(Beginning of DATA FOR PROCESSING)

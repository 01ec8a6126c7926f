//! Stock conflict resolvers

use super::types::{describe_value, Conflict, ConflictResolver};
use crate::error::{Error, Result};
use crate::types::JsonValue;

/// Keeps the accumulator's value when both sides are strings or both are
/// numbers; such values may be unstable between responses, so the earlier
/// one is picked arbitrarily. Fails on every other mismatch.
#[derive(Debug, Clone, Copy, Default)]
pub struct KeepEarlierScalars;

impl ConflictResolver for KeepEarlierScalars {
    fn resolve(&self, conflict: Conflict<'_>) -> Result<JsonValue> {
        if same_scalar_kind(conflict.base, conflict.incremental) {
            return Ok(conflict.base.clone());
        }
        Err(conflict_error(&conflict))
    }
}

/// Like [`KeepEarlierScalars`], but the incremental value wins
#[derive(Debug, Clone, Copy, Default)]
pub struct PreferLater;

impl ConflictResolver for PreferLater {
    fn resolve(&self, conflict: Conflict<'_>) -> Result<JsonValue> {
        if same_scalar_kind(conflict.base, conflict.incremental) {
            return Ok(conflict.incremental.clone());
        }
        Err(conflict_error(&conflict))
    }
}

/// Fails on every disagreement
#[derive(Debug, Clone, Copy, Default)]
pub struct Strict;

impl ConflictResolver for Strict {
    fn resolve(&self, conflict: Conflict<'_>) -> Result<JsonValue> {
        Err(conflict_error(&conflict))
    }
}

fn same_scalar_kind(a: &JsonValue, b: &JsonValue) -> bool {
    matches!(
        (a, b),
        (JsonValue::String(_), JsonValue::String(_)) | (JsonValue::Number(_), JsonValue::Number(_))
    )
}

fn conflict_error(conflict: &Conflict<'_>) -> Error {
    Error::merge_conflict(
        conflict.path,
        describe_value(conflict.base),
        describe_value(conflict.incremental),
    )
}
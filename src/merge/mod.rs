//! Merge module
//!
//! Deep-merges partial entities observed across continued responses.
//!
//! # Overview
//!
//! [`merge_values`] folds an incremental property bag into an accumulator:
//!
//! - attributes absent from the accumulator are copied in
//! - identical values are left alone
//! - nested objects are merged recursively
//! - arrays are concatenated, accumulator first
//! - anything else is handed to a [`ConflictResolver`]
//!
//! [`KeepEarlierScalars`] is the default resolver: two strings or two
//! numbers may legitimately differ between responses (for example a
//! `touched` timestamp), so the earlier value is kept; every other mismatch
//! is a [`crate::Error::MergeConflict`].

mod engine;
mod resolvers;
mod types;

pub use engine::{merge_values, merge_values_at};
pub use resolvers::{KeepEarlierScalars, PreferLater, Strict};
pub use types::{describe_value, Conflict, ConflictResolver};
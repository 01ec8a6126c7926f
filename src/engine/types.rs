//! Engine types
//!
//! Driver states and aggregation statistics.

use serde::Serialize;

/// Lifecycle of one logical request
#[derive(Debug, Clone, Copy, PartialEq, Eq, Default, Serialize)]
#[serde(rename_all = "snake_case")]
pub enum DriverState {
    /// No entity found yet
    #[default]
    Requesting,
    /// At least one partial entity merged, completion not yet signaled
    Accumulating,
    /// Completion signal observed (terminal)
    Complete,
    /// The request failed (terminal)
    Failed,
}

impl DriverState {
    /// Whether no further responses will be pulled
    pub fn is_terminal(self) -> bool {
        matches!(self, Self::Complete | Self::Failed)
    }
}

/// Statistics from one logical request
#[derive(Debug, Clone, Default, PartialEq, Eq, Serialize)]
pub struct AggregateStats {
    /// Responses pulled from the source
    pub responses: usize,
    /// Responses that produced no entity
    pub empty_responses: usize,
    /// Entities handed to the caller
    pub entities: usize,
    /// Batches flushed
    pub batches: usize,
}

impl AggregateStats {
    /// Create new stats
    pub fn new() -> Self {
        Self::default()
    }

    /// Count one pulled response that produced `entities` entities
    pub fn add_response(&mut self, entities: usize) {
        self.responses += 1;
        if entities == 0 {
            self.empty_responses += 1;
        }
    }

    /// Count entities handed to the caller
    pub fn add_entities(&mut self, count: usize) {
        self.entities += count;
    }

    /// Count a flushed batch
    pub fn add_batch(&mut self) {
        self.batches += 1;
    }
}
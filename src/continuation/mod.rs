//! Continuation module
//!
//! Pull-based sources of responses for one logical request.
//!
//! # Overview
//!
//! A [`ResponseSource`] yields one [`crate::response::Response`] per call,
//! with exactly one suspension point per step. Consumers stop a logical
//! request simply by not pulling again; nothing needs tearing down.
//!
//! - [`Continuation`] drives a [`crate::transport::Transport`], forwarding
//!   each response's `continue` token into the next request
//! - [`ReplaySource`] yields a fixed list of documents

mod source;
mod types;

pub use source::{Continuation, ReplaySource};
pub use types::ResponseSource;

(End of DATA FOR PROCESSING)
(Beginning of DATA FOR PROCESSING)

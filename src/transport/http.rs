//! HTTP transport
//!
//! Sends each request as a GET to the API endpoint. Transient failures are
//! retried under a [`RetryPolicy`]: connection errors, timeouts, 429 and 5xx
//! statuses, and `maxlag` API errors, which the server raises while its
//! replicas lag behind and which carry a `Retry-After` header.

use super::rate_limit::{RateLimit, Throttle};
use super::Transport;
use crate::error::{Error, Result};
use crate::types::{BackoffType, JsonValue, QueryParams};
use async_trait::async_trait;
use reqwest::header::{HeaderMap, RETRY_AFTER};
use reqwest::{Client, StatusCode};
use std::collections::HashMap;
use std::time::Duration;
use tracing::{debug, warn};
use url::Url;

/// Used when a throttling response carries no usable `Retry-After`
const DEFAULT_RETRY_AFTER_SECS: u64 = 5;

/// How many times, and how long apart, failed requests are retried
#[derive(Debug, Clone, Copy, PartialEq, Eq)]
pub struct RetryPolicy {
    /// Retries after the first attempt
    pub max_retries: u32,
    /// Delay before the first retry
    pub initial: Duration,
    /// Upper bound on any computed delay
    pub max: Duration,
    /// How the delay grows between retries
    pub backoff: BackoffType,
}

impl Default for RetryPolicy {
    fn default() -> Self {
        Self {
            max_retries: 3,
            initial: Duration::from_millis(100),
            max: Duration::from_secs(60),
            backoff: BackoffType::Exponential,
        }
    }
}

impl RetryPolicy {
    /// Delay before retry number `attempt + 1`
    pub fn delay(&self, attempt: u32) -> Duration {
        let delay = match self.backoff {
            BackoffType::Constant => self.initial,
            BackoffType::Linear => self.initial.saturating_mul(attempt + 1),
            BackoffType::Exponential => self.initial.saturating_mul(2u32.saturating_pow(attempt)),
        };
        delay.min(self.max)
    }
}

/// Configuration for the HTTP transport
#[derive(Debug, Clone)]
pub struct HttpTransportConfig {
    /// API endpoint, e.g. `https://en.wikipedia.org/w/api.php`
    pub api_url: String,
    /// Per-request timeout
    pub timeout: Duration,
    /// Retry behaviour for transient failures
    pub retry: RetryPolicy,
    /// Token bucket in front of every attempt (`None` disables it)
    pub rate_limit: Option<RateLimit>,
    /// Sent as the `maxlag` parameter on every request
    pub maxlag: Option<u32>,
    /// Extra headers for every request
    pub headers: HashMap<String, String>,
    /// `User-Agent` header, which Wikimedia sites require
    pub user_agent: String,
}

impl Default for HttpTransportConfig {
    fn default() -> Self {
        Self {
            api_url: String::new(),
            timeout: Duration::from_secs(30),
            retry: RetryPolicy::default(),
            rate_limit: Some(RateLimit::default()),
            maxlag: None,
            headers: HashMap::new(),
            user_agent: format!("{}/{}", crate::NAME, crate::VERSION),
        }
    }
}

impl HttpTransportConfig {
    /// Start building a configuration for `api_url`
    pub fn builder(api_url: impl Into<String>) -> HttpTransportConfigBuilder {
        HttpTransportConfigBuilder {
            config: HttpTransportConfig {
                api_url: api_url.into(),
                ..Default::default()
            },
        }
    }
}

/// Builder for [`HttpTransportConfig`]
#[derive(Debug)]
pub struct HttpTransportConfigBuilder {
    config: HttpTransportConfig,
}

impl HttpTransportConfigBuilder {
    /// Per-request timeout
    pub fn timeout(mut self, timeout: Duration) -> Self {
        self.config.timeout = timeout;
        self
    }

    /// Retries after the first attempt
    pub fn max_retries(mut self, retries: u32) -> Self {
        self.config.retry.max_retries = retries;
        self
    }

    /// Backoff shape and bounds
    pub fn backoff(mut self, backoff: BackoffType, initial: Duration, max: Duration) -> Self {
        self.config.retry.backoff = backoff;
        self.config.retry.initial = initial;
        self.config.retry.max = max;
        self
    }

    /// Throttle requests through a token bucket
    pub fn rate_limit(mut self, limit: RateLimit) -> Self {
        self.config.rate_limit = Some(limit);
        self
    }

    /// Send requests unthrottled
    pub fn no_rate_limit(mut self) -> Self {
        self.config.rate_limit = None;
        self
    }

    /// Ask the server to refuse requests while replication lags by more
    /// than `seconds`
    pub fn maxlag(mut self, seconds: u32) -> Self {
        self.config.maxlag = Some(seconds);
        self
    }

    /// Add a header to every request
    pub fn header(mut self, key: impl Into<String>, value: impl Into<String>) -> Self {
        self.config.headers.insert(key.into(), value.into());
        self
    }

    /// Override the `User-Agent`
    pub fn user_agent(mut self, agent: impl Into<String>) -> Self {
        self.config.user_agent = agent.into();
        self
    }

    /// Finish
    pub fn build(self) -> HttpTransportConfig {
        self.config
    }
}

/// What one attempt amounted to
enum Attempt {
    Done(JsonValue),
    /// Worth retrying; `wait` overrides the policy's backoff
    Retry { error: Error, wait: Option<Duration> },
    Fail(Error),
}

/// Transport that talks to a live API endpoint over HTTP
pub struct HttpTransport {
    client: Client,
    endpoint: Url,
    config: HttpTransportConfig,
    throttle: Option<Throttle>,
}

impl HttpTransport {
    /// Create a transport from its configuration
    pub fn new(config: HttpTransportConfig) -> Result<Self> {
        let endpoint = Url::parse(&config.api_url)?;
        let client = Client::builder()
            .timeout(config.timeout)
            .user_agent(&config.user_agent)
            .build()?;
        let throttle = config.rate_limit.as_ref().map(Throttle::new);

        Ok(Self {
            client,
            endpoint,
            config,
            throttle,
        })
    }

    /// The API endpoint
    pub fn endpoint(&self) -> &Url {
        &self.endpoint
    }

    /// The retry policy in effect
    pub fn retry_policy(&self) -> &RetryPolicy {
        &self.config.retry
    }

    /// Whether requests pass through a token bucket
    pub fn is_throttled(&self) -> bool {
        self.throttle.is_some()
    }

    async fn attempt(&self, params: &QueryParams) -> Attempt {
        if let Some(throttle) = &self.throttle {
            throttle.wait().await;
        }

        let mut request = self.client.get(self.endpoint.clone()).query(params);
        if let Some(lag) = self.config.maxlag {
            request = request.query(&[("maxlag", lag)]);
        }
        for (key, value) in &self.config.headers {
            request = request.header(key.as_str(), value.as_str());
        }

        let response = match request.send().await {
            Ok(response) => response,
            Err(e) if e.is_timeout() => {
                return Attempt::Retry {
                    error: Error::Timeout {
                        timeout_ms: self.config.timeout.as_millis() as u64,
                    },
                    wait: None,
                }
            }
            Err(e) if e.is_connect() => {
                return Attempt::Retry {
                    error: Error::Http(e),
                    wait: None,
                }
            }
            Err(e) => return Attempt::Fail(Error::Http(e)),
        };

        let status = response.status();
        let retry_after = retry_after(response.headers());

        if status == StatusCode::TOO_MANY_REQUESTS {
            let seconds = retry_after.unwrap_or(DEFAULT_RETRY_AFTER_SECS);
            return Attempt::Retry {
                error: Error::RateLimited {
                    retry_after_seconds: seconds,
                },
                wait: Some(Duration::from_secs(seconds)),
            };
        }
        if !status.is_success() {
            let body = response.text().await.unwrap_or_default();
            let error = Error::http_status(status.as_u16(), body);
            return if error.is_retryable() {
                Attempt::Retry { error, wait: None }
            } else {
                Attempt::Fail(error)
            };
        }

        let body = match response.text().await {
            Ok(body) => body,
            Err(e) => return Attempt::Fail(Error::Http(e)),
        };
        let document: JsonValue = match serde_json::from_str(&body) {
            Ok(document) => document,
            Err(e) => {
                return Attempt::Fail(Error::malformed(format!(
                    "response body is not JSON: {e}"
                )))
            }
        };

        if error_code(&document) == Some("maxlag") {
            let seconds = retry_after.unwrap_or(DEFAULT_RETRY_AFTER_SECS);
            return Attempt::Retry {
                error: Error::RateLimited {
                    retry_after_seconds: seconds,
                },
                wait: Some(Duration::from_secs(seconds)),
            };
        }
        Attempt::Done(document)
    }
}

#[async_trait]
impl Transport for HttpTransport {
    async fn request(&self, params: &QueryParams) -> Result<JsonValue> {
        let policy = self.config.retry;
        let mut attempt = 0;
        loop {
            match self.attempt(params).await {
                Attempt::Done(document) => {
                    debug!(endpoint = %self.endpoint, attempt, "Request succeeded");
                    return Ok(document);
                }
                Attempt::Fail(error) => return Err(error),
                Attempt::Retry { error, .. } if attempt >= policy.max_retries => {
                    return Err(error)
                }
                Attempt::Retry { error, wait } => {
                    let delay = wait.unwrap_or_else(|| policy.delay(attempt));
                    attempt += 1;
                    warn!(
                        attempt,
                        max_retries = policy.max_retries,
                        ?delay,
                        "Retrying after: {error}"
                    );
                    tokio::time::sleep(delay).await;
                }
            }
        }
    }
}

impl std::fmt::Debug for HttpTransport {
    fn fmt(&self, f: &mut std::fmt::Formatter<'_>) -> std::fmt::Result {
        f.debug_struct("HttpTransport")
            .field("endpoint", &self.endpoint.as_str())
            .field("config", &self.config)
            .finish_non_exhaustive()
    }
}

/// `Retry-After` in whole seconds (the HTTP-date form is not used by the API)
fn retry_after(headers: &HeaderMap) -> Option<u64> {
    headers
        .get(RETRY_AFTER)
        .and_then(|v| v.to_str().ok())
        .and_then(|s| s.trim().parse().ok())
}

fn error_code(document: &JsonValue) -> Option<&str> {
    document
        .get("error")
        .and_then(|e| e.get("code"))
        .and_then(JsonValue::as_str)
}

(End of DATA FOR PROCESSING)

WHAT THE TASK ASKS:
Your answer should be the lines of the listing above between the line holding "pub fn no_rate_limit(mut" and the line holding "to every request", inclusive, restated word for word and alone.

REPLY TO THE EXERCISE:
    pub fn no_rate_limit(mut self) -> Self {
        self.config.rate_limit = None;
        self
    }

    /// Ask the server to refuse requests while replication lags by more
    /// than `seconds`
    pub fn maxlag(mut self, seconds: u32) -> Self {
        self.config.maxlag = Some(seconds);
        self
    }

    /// Add a header to every request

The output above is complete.